▶ [Task to complete]:
Whenever a line in the data holds the string "UnknownKind", pull that line out.

Saved data entries:

┌──

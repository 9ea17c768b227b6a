//! Batch conversion of wire rules.
//!
//! A single malformed rule must not take down a whole batch: it is skipped
//! and reported, and the remaining rules are returned.

use serde::Serialize;

use super::{Rule, RuleConditionError, RuleRecord};

#[derive(Debug, Clone, PartialEq, thiserror::Error)]
pub enum RuleIngestError {
    /// Not a rule object at all (wrong shape, bad action, bad id).
    #[error("malformed rule: {0}")]
    Malformed(String),
    #[error(transparent)]
    InvalidCondition(#[from] RuleConditionError),
}

/// A rule left out of a batch.
#[derive(Debug, Clone, PartialEq, Serialize)]
pub struct SkippedRule {
    /// Position in the input batch.
    pub index: usize,
    /// The rule's id, when it could be read.
    #[serde(skip_serializing_if = "Option::is_none")]
    pub id: Option<String>,
    #[serde(rename = "reason", serialize_with = "serialize_display")]
    pub error: RuleIngestError,
}

fn serialize_display<S: serde::Serializer>(
    error: &RuleIngestError,
    serializer: S,
) -> Result<S::Ok, S::Error> {
    serializer.collect_str(error)
}

#[derive(Debug, Clone, Default, PartialEq)]
pub struct ParsedRules {
    pub rules: Vec<Rule>,
    pub skipped: Vec<SkippedRule>,
}

/// Convert raw JSON rules, skipping and reporting the ones that fail.
#[must_use]
pub fn parse_rules(values: Vec<serde_json::Value>) -> ParsedRules {
    let mut parsed = ParsedRules::default();

    for (index, value) in values.into_iter().enumerate() {
        let id = value
            .get("id")
            .and_then(serde_json::Value::as_str)
            .map(ToString::to_string);

        let result = serde_json::from_value::<RuleRecord>(value)
            .map_err(|err| RuleIngestError::Malformed(err.to_string()))
            .and_then(|record| Rule::try_from(record).map_err(RuleIngestError::from));

        match result {
            Ok(rule) => parsed.rules.push(rule),
            Err(error) => parsed.skipped.push(SkippedRule { index, id, error }),
        }
    }

    parsed
}

#[cfg(test)]
mod tests {
    use super::*;
    use crate::error::InvalidConditionError;

    #[test]
    fn should_skip_bad_rule_and_keep_the_rest() {
        let batch = vec![
            serde_json::json!({
                "name": "Gaming",
                "priority": 10,
                "conditions": [{"type": "process", "operation": "running", "value": "game.exe"}],
                "actions": [{"type": "activate_mod", "target": "Gaming Mod"}]
            }),
            serde_json::json!({
                "id": "00000000-0000-4000-8000-00000000000b",
                "name": "Broken",
                "conditions": [{"type": "weather", "value": "rain"}]
            }),
            serde_json::json!({
                "name": "Idle",
                "conditions": [{"type": "inactivity", "thresholdMinutes": 15}]
            }),
        ];

        let parsed = parse_rules(batch);

        let names: Vec<&str> = parsed.rules.iter().map(|r| r.name.as_str()).collect();
        assert_eq!(names, vec!["Gaming", "Idle"]);
        assert_eq!(parsed.skipped.len(), 1);
        let skipped = &parsed.skipped[0];
        assert_eq!(skipped.index, 1);
        assert_eq!(
            skipped.id.as_deref(),
            Some("00000000-0000-4000-8000-00000000000b")
        );
        assert!(matches!(
            &skipped.error,
            RuleIngestError::InvalidCondition(RuleConditionError {
                position: 0,
                source: InvalidConditionError::UnknownKind(kind),
            }) if kind == "weather"
        ));
    }

    #[test]
    fn should_report_non_object_as_malformed() {
        let parsed = parse_rules(vec![serde_json::json!("not a rule")]);
        assert!(parsed.rules.is_empty());
        assert!(matches!(
            parsed.skipped[0].error,
            RuleIngestError::Malformed(_)
        ));
        assert!(parsed.skipped[0].id.is_none());
    }

    #[test]
    fn should_serialize_skip_reason_as_message() {
        let parsed = parse_rules(vec![serde_json::json!({
            "name": "Broken",
            "conditions": [{"type": "inactivity"}]
        })]);
        let json = serde_json::to_value(&parsed.skipped[0]).unwrap();
        assert_eq!(json["index"], 0);
        assert!(json["reason"].as_str().unwrap().starts_with("condition #0"));
        assert!(json.get("id").is_none());
    }
}
//! Time and timestamp helpers.

use std::fmt;
use std::str::FromStr;

use chrono::{DateTime, FixedOffset, NaiveTime, Timelike, Utc};
use serde::{Deserialize, Serialize};

/// UTC timestamp used for `last_triggered`, `last_changed`, event times, etc.
pub type Timestamp = DateTime<Utc>;

/// Wall-clock time as observed on the host, offset included.
///
/// Time-of-day conditions compare against the local clock face, so the
/// offset is preserved instead of normalizing to UTC.
pub type WallClock = DateTime<FixedOffset>;

/// Return the current UTC time.
#[must_use]
pub fn now() -> Timestamp {
    Utc::now()
}

/// A time of day (`HH:MM`, 24-hour) used by time-window conditions.
#[derive(Debug, Clone, Copy, PartialEq, Eq, PartialOrd, Ord, Hash, Serialize, Deserialize)]
#[serde(try_from = "String", into = "String")]
pub struct TimeOfDay(NaiveTime);

/// The text is not a valid `HH:MM` time of day.
#[derive(Debug, Clone, PartialEq, Eq, thiserror::Error)]
#[error("invalid time of day {0:?}, expected HH:MM")]
pub struct InvalidTimeOfDay(pub String);

impl TimeOfDay {
    /// Build a time of day from hours and minutes.
    #[must_use]
    pub fn from_hm(hour: u32, minute: u32) -> Option<Self> {
        NaiveTime::from_hms_opt(hour, minute, 0).map(Self)
    }

    /// Time of day read off a wall clock, in that clock's own offset.
    #[must_use]
    pub fn of(clock: &WallClock) -> Self {
        Self(clock.time())
    }

    #[must_use]
    pub fn hour(self) -> u32 {
        self.0.hour()
    }

    #[must_use]
    pub fn minute(self) -> u32 {
        self.0.minute()
    }
}

impl fmt::Display for TimeOfDay {
    fn fmt(&self, f: &mut fmt::Formatter<'_>) -> fmt::Result {
        write!(f, "{:02}:{:02}", self.0.hour(), self.0.minute())
    }
}

impl FromStr for TimeOfDay {
    type Err = InvalidTimeOfDay;

    fn from_str(s: &str) -> Result<Self, Self::Err> {
        NaiveTime::parse_from_str(s.trim(), "%H:%M")
            .map(Self)
            .map_err(|_| InvalidTimeOfDay(s.to_string()))
    }
}

impl TryFrom<String> for TimeOfDay {
    type Error = InvalidTimeOfDay;

    fn try_from(value: String) -> Result<Self, Self::Error> {
        value.parse()
    }
}

impl From<TimeOfDay> for String {
    fn from(value: TimeOfDay) -> Self {
        value.to_string()
    }
}
//! Storage-specific error type.

use modhub_domain::error::ModHubError;

/// Errors originating from the in-memory storage layer.
#[derive(Debug, thiserror::Error)]
pub enum StorageError {
    /// A writer panicked while holding a store lock.
    #[error("{0} store lock poisoned")]
    Poisoned(&'static str),

    /// An item with the same id already exists.
    #[error("{entity} {id} already exists")]
    Duplicate { entity: &'static str, id: String },

    /// Failed to read the seed file.
    #[error("failed to read seed file")]
    Io(#[from] std::io::Error),

    /// The seed file is not valid JSON of the expected shape.
    #[error("failed to parse seed file")]
    Json(#[from] serde_json::Error),
}

impl From<StorageError> for ModHubError {
    fn from(err: StorageError) -> Self {
        Self::Storage(Box::new(err))
    }
}
//! Typed identifier newtypes backed by UUIDs.

use std::fmt;
use std::str::FromStr;

use serde::{Deserialize, Serialize};

macro_rules! define_id {
    ($(#[doc = $doc:expr])* $name:ident) => {
        $(#[doc = $doc])*
        #[derive(Debug, Clone, Copy, PartialEq, Eq, PartialOrd, Ord, Hash, Serialize, Deserialize)]
        pub struct $name(uuid::Uuid);

        impl Default for $name {
            fn default() -> Self {
                Self(uuid::Uuid::new_v4())
            }
        }

        impl $name {
            /// Generate a new random identifier.
            #[must_use]
            pub fn new() -> Self {
                Self::default()
            }

            /// Wrap an existing UUID.
            #[must_use]
            pub fn from_uuid(uuid: uuid::Uuid) -> Self {
                Self(uuid)
            }

            /// Access the inner UUID.
            #[must_use]
            pub fn as_uuid(self) -> uuid::Uuid {
                self.0
            }
        }

        impl fmt::Display for $name {
            fn fmt(&self, f: &mut fmt::Formatter<'_>) -> fmt::Result {
                self.0.fmt(f)
            }
        }

        impl FromStr for $name {
            type Err = uuid::Error;

            fn from_str(s: &str) -> Result<Self, Self::Err> {
                uuid::Uuid::parse_str(s).map(Self)
            }
        }
    };
}

define_id!(
    /// Unique identifier for a [`Rule`](crate::rule::Rule).
    ///
    /// Ordering follows the canonical hyphenated string form, which the
    /// matcher uses to break priority ties.
    RuleId
);

define_id!(
    /// Unique identifier for a [`Mod`](crate::mods::Mod).
    ModId
);

define_id!(
    /// Unique identifier for an [`Event`](crate::event::Event).
    EventId
);
//! # modhub-adapter-http-axum
//!
//! HTTP adapter built on [axum](https://docs.rs/axum).
//!
//! ## Responsibilities
//! - Serve a **JSON API** for rules, mods, settings and the event log
//!   (`/api/rules`, `/api/mods`, `/api/settings`, `/api/events`, …)
//! - Accept system snapshots from the host (`PUT /api/system/snapshot`)
//!   and dry-run rules against a snapshot (`POST /api/evaluate`)
//! - Stream domain events live over SSE (`/api/events/stream`)
//!
//! ## Dependency rule
//! Depends on `modhub-app` (for port traits, services and the engine) and
//! `modhub-domain` (for domain types used in request/response mapping).
//! Never leaks axum types into the domain.

pub mod api;
pub mod error;
pub mod router;
pub mod state;
//! Common error types used across the workspace.
//!
//! Each layer defines its own typed errors and converts into
//! [`ModHubError`] via `#[from]`.

use crate::rule::ValidationIssue;

/// Base error for every fallible domain and application operation.
#[derive(Debug, thiserror::Error)]
pub enum ModHubError {
    #[error("validation error")]
    Validation(#[from] ValidationError),

    #[error("invalid condition")]
    InvalidCondition(#[from] InvalidConditionError),

    #[error("not found")]
    NotFound(#[from] NotFoundError),

    #[error("storage error")]
    Storage(#[source] Box<dyn std::error::Error + Send + Sync>),
}

/// A domain invariant was violated.
#[derive(Debug, Clone, PartialEq, thiserror::Error)]
pub enum ValidationError {
    #[error("name must not be empty")]
    EmptyName,

    #[error("invalid {kind} id {value:?}")]
    InvalidId { kind: &'static str, value: String },

    #[error("rule rejected with {} issue(s)", issues.len())]
    Rejected { issues: Vec<ValidationIssue> },
}

/// A lookup by identifier found nothing.
#[derive(Debug, Clone, PartialEq, Eq, thiserror::Error)]
#[error("{entity} {id} not found")]
pub struct NotFoundError {
    pub entity: &'static str,
    pub id: String,
}

/// A condition definition cannot be turned into an evaluable condition.
///
/// Raised for unknown kinds or operations and for missing or ill-typed
/// required fields. A malformed condition never evaluates to `true`.
#[derive(Debug, Clone, PartialEq, Eq, thiserror::Error)]
pub enum InvalidConditionError {
    #[error("unknown condition type {0:?}")]
    UnknownKind(String),

    #[error("unknown operation {operation:?} for {kind} condition")]
    UnknownOperation {
        kind: &'static str,
        operation: String,
    },

    #[error("{kind} condition is missing required field `{field}`")]
    MissingField {
        kind: &'static str,
        field: &'static str,
    },

    #[error("{kind} condition has an invalid `{field}`: {reason}")]
    InvalidField {
        kind: &'static str,
        field: &'static str,
        reason: String,
    },
}
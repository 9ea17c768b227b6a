//! In-memory implementation of [`SettingsRepository`].

use std::collections::BTreeMap;
use std::sync::RwLock;

use modhub_app::ports::SettingsRepository;
use modhub_domain::error::ModHubError;
use modhub_domain::setting::Setting;

use crate::error::StorageError;

#[derive(Debug, Default)]
pub struct MemorySettingsRepository {
    settings: RwLock<BTreeMap<String, Setting>>,
}

impl MemorySettingsRepository {
    #[must_use]
    pub fn new() -> Self {
        Self::default()
    }
}

const POISONED: StorageError = StorageError::Poisoned("settings");

impl SettingsRepository for MemorySettingsRepository {
    async fn get(&self, key: &str) -> Result<Option<Setting>, ModHubError> {
        let settings = self.settings.read().map_err(|_| POISONED)?;
        Ok(settings.get(key).cloned())
    }

    async fn get_all(&self) -> Result<Vec<Setting>, ModHubError> {
        let settings = self.settings.read().map_err(|_| POISONED)?;
        Ok(settings.values().cloned().collect())
    }

    async fn put(&self, setting: Setting) -> Result<Setting, ModHubError> {
        let mut settings = self.settings.write().map_err(|_| POISONED)?;
        settings.insert(setting.key.clone(), setting.clone());
        Ok(setting)
    }
}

└──

▶ [Task output]:
                source: InvalidConditionError::UnknownKind(kind),
    UnknownKind(String),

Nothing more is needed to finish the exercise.